# TASK TO CARRY OUT
Would you reproduce all of the entries exactly?

# SUPPLIED DATA
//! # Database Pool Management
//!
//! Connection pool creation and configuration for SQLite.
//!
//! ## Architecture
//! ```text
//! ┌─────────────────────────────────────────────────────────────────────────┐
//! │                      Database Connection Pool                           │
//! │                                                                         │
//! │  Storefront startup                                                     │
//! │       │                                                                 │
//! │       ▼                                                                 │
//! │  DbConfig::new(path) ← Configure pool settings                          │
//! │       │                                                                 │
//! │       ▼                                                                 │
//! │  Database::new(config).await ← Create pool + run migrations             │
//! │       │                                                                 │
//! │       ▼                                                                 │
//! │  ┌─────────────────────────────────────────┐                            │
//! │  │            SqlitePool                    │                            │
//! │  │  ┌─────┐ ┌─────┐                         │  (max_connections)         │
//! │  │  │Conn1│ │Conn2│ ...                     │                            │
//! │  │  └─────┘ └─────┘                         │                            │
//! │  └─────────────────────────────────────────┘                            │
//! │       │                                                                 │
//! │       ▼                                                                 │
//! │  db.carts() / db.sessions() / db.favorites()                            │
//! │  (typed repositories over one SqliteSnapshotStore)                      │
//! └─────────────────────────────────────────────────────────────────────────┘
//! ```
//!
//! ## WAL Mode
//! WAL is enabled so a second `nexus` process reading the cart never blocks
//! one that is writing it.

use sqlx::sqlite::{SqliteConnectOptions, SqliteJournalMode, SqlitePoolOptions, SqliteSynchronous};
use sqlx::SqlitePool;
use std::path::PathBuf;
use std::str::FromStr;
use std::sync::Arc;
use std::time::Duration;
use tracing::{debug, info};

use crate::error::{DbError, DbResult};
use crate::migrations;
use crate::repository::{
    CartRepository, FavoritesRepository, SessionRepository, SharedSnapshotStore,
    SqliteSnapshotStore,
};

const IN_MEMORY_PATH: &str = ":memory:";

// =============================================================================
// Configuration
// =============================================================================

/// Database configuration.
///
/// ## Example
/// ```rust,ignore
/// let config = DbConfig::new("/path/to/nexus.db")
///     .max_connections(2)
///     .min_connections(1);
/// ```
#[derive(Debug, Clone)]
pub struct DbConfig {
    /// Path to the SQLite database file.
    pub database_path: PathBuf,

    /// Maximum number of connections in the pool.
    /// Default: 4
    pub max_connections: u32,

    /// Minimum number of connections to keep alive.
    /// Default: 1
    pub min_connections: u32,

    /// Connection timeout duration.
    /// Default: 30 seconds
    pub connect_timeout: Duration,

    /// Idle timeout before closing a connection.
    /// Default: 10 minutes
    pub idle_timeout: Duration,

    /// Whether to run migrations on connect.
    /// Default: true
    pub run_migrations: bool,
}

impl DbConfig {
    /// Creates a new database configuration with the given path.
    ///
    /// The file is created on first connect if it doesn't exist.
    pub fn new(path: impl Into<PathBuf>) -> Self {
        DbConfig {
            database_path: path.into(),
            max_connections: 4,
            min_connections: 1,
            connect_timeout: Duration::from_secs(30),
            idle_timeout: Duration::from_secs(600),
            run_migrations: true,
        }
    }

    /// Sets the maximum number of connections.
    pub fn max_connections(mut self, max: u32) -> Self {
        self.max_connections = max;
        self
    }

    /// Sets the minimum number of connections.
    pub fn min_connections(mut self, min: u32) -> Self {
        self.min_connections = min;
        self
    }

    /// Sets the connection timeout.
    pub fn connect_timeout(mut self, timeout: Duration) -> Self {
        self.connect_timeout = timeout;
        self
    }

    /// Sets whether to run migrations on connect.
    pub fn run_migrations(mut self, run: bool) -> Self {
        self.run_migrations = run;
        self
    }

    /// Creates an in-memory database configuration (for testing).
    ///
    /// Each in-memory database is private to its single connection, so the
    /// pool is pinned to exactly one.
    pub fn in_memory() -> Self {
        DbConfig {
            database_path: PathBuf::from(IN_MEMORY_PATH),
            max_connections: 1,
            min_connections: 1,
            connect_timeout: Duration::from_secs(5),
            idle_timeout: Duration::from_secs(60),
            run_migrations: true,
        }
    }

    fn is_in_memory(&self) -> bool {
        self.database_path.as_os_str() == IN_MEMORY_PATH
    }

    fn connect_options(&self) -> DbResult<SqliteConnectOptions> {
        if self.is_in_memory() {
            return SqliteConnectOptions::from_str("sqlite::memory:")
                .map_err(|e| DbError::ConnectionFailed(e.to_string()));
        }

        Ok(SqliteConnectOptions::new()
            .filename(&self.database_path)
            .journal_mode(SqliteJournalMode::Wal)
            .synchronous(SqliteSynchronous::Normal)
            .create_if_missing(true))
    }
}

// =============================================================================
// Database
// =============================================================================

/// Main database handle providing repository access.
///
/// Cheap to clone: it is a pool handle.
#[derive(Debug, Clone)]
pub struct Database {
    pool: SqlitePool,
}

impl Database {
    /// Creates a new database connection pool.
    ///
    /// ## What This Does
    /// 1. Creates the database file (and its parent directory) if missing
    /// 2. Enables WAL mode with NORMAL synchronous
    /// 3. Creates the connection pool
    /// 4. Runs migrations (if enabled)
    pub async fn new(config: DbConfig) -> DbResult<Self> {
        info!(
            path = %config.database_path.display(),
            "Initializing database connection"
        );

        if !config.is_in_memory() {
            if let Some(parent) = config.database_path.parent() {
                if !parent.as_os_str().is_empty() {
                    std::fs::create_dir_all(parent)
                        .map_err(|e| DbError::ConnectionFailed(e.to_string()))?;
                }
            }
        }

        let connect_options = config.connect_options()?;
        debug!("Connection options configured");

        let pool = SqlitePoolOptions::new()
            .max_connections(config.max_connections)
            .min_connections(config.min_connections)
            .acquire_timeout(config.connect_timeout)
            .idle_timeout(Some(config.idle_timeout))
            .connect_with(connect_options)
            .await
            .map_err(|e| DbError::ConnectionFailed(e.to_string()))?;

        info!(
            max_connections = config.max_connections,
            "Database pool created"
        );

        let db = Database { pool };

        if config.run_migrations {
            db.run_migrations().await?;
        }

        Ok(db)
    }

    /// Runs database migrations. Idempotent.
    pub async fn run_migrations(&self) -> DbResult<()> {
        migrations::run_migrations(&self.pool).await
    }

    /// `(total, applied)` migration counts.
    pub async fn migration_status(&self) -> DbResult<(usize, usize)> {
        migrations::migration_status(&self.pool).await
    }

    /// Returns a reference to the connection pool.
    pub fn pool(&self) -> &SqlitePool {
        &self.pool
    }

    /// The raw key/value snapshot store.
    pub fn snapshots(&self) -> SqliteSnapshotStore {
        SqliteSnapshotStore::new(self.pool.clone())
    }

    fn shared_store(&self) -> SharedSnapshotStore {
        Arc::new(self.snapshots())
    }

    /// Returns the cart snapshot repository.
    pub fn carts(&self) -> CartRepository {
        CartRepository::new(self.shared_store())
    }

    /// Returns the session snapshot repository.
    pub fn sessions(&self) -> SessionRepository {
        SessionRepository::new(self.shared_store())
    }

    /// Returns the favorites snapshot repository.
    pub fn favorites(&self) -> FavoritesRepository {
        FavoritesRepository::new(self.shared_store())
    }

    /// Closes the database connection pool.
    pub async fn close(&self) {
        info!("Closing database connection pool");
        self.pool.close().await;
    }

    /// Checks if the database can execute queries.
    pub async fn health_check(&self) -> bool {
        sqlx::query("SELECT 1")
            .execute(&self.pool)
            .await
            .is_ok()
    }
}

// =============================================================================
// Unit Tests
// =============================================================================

# ANSWER TO THIS EXERCISE
//! # Database Pool Management
//!
//! Connection pool creation and configuration for SQLite.
//!
//! ## Architecture
//! ```text
//! ┌─────────────────────────────────────────────────────────────────────────┐
//! │                      Database Connection Pool                           │
//! │                                                                         │
//! │  Storefront startup                                                     │
//! │       │                                                                 │
//! │       ▼                                                                 │
//! │  DbConfig::new(path) ← Configure pool settings                          │
//! │       │                                                                 │
//! │       ▼                                                                 │
//! │  Database::new(config).await ← Create pool + run migrations             │
//! │       │                                                                 │
//! │       ▼                                                                 │
//! │  ┌─────────────────────────────────────────┐                            │
//! │  │            SqlitePool                    │                            │
//! │  │  ┌─────┐ ┌─────┐                         │  (max_connections)         │
//! │  │  │Conn1│ │Conn2│ ...                     │                            │
//! │  │  └─────┘ └─────┘                         │                            │
//! │  └─────────────────────────────────────────┘                            │
//! │       │                                                                 │
//! │       ▼                                                                 │
//! │  db.carts() / db.sessions() / db.favorites()                            │
//! │  (typed repositories over one SqliteSnapshotStore)                      │
//! └─────────────────────────────────────────────────────────────────────────┘
//! ```
//!
//! ## WAL Mode
//! WAL is enabled so a second `nexus` process reading the cart never blocks
//! one that is writing it.

use sqlx::sqlite::{SqliteConnectOptions, SqliteJournalMode, SqlitePoolOptions, SqliteSynchronous};
use sqlx::SqlitePool;
use std::path::PathBuf;
use std::str::FromStr;
use std::sync::Arc;
use std::time::Duration;
use tracing::{debug, info};

use crate::error::{DbError, DbResult};
use crate::migrations;
use crate::repository::{
    CartRepository, FavoritesRepository, SessionRepository, SharedSnapshotStore,
    SqliteSnapshotStore,
};

const IN_MEMORY_PATH: &str = ":memory:";

// =============================================================================
// Configuration
// =============================================================================

/// Database configuration.
///
/// ## Example
/// ```rust,ignore
/// let config = DbConfig::new("/path/to/nexus.db")
///     .max_connections(2)
///     .min_connections(1);
/// ```
#[derive(Debug, Clone)]
pub struct DbConfig {
    /// Path to the SQLite database file.
    pub database_path: PathBuf,

    /// Maximum number of connections in the pool.
    /// Default: 4
    pub max_connections: u32,

    /// Minimum number of connections to keep alive.
    /// Default: 1
    pub min_connections: u32,

    /// Connection timeout duration.
    /// Default: 30 seconds
    pub connect_timeout: Duration,

    /// Idle timeout before closing a connection.
    /// Default: 10 minutes
    pub idle_timeout: Duration,

    /// Whether to run migrations on connect.
    /// Default: true
    pub run_migrations: bool,
}

impl DbConfig {
    /// Creates a new database configuration with the given path.
    ///
    /// The file is created on first connect if it doesn't exist.
    pub fn new(path: impl Into<PathBuf>) -> Self {
        DbConfig {
            database_path: path.into(),
            max_connections: 4,
            min_connections: 1,
            connect_timeout: Duration::from_secs(30),
            idle_timeout: Duration::from_secs(600),
            run_migrations: true,
        }
    }

    /// Sets the maximum number of connections.
    pub fn max_connections(mut self, max: u32) -> Self {
        self.max_connections = max;
        self
    }

    /// Sets the minimum number of connections.
    pub fn min_connections(mut self, min: u32) -> Self {
        self.min_connections = min;
        self
    }

    /// Sets the connection timeout.
    pub fn connect_timeout(mut self, timeout: Duration) -> Self {
        self.connect_timeout = timeout;
        self
    }

    /// Sets whether to run migrations on connect.
    pub fn run_migrations(mut self, run: bool) -> Self {
        self.run_migrations = run;
        self
    }

    /// Creates an in-memory database configuration (for testing).
    ///
    /// Each in-memory database is private to its single connection, so the
    /// pool is pinned to exactly one.
    pub fn in_memory() -> Self {
        DbConfig {
            database_path: PathBuf::from(IN_MEMORY_PATH),
            max_connections: 1,
            min_connections: 1,
            connect_timeout: Duration::from_secs(5),
            idle_timeout: Duration::from_secs(60),
            run_migrations: true,
        }
    }

    fn is_in_memory(&self) -> bool {
        self.database_path.as_os_str() == IN_MEMORY_PATH
    }

    fn connect_options(&self) -> DbResult<SqliteConnectOptions> {
        if self.is_in_memory() {
            return SqliteConnectOptions::from_str("sqlite::memory:")
                .map_err(|e| DbError::ConnectionFailed(e.to_string()));
        }

        Ok(SqliteConnectOptions::new()
            .filename(&self.database_path)
            .journal_mode(SqliteJournalMode::Wal)
            .synchronous(SqliteSynchronous::Normal)
            .create_if_missing(true))
    }
}

// =============================================================================
// Database
// =============================================================================

/// Main database handle providing repository access.
///
/// Cheap to clone: it is a pool handle.
#[derive(Debug, Clone)]
pub struct Database {
    pool: SqlitePool,
}

impl Database {
    /// Creates a new database connection pool.
    ///
    /// ## What This Does
    /// 1. Creates the database file (and its parent directory) if missing
    /// 2. Enables WAL mode with NORMAL synchronous
    /// 3. Creates the connection pool
    /// 4. Runs migrations (if enabled)
    pub async fn new(config: DbConfig) -> DbResult<Self> {
        info!(
            path = %config.database_path.display(),
            "Initializing database connection"
        );

        if !config.is_in_memory() {
            if let Some(parent) = config.database_path.parent() {
                if !parent.as_os_str().is_empty() {
                    std::fs::create_dir_all(parent)
                        .map_err(|e| DbError::ConnectionFailed(e.to_string()))?;
                }
            }
        }

        let connect_options = config.connect_options()?;
        debug!("Connection options configured");

        let pool = SqlitePoolOptions::new()
            .max_connections(config.max_connections)
            .min_connections(config.min_connections)
            .acquire_timeout(config.connect_timeout)
            .idle_timeout(Some(config.idle_timeout))
            .connect_with(connect_options)
            .await
            .map_err(|e| DbError::ConnectionFailed(e.to_string()))?;

        info!(
            max_connections = config.max_connections,
            "Database pool created"
        );

        let db = Database { pool };

        if config.run_migrations {
            db.run_migrations().await?;
        }

        Ok(db)
    }

    /// Runs database migrations. Idempotent.
    pub async fn run_migrations(&self) -> DbResult<()> {
        migrations::run_migrations(&self.pool).await
    }

    /// `(total, applied)` migration counts.
    pub async fn migration_status(&self) -> DbResult<(usize, usize)> {
        migrations::migration_status(&self.pool).await
    }

    /// Returns a reference to the connection pool.
    pub fn pool(&self) -> &SqlitePool {
        &self.pool
    }

    /// The raw key/value snapshot store.
    pub fn snapshots(&self) -> SqliteSnapshotStore {
        SqliteSnapshotStore::new(self.pool.clone())
    }

    fn shared_store(&self) -> SharedSnapshotStore {
        Arc::new(self.snapshots())
    }

    /// Returns the cart snapshot repository.
    pub fn carts(&self) -> CartRepository {
        CartRepository::new(self.shared_store())
    }

    /// Returns the session snapshot repository.
    pub fn sessions(&self) -> SessionRepository {
        SessionRepository::new(self.shared_store())
    }

    /// Returns the favorites snapshot repository.
    pub fn favorites(&self) -> FavoritesRepository {
        FavoritesRepository::new(self.shared_store())
    }

    /// Closes the database connection pool.
    pub async fn close(&self) {
        info!("Closing database connection pool");
        self.pool.close().await;
    }

    /// Checks if the database can execute queries.
    pub async fn health_check(&self) -> bool {
        sqlx::query("SELECT 1")
            .execute(&self.pool)
            .await
            .is_ok()
    }
}

// =============================================================================
// Unit Tests
// =============================================================================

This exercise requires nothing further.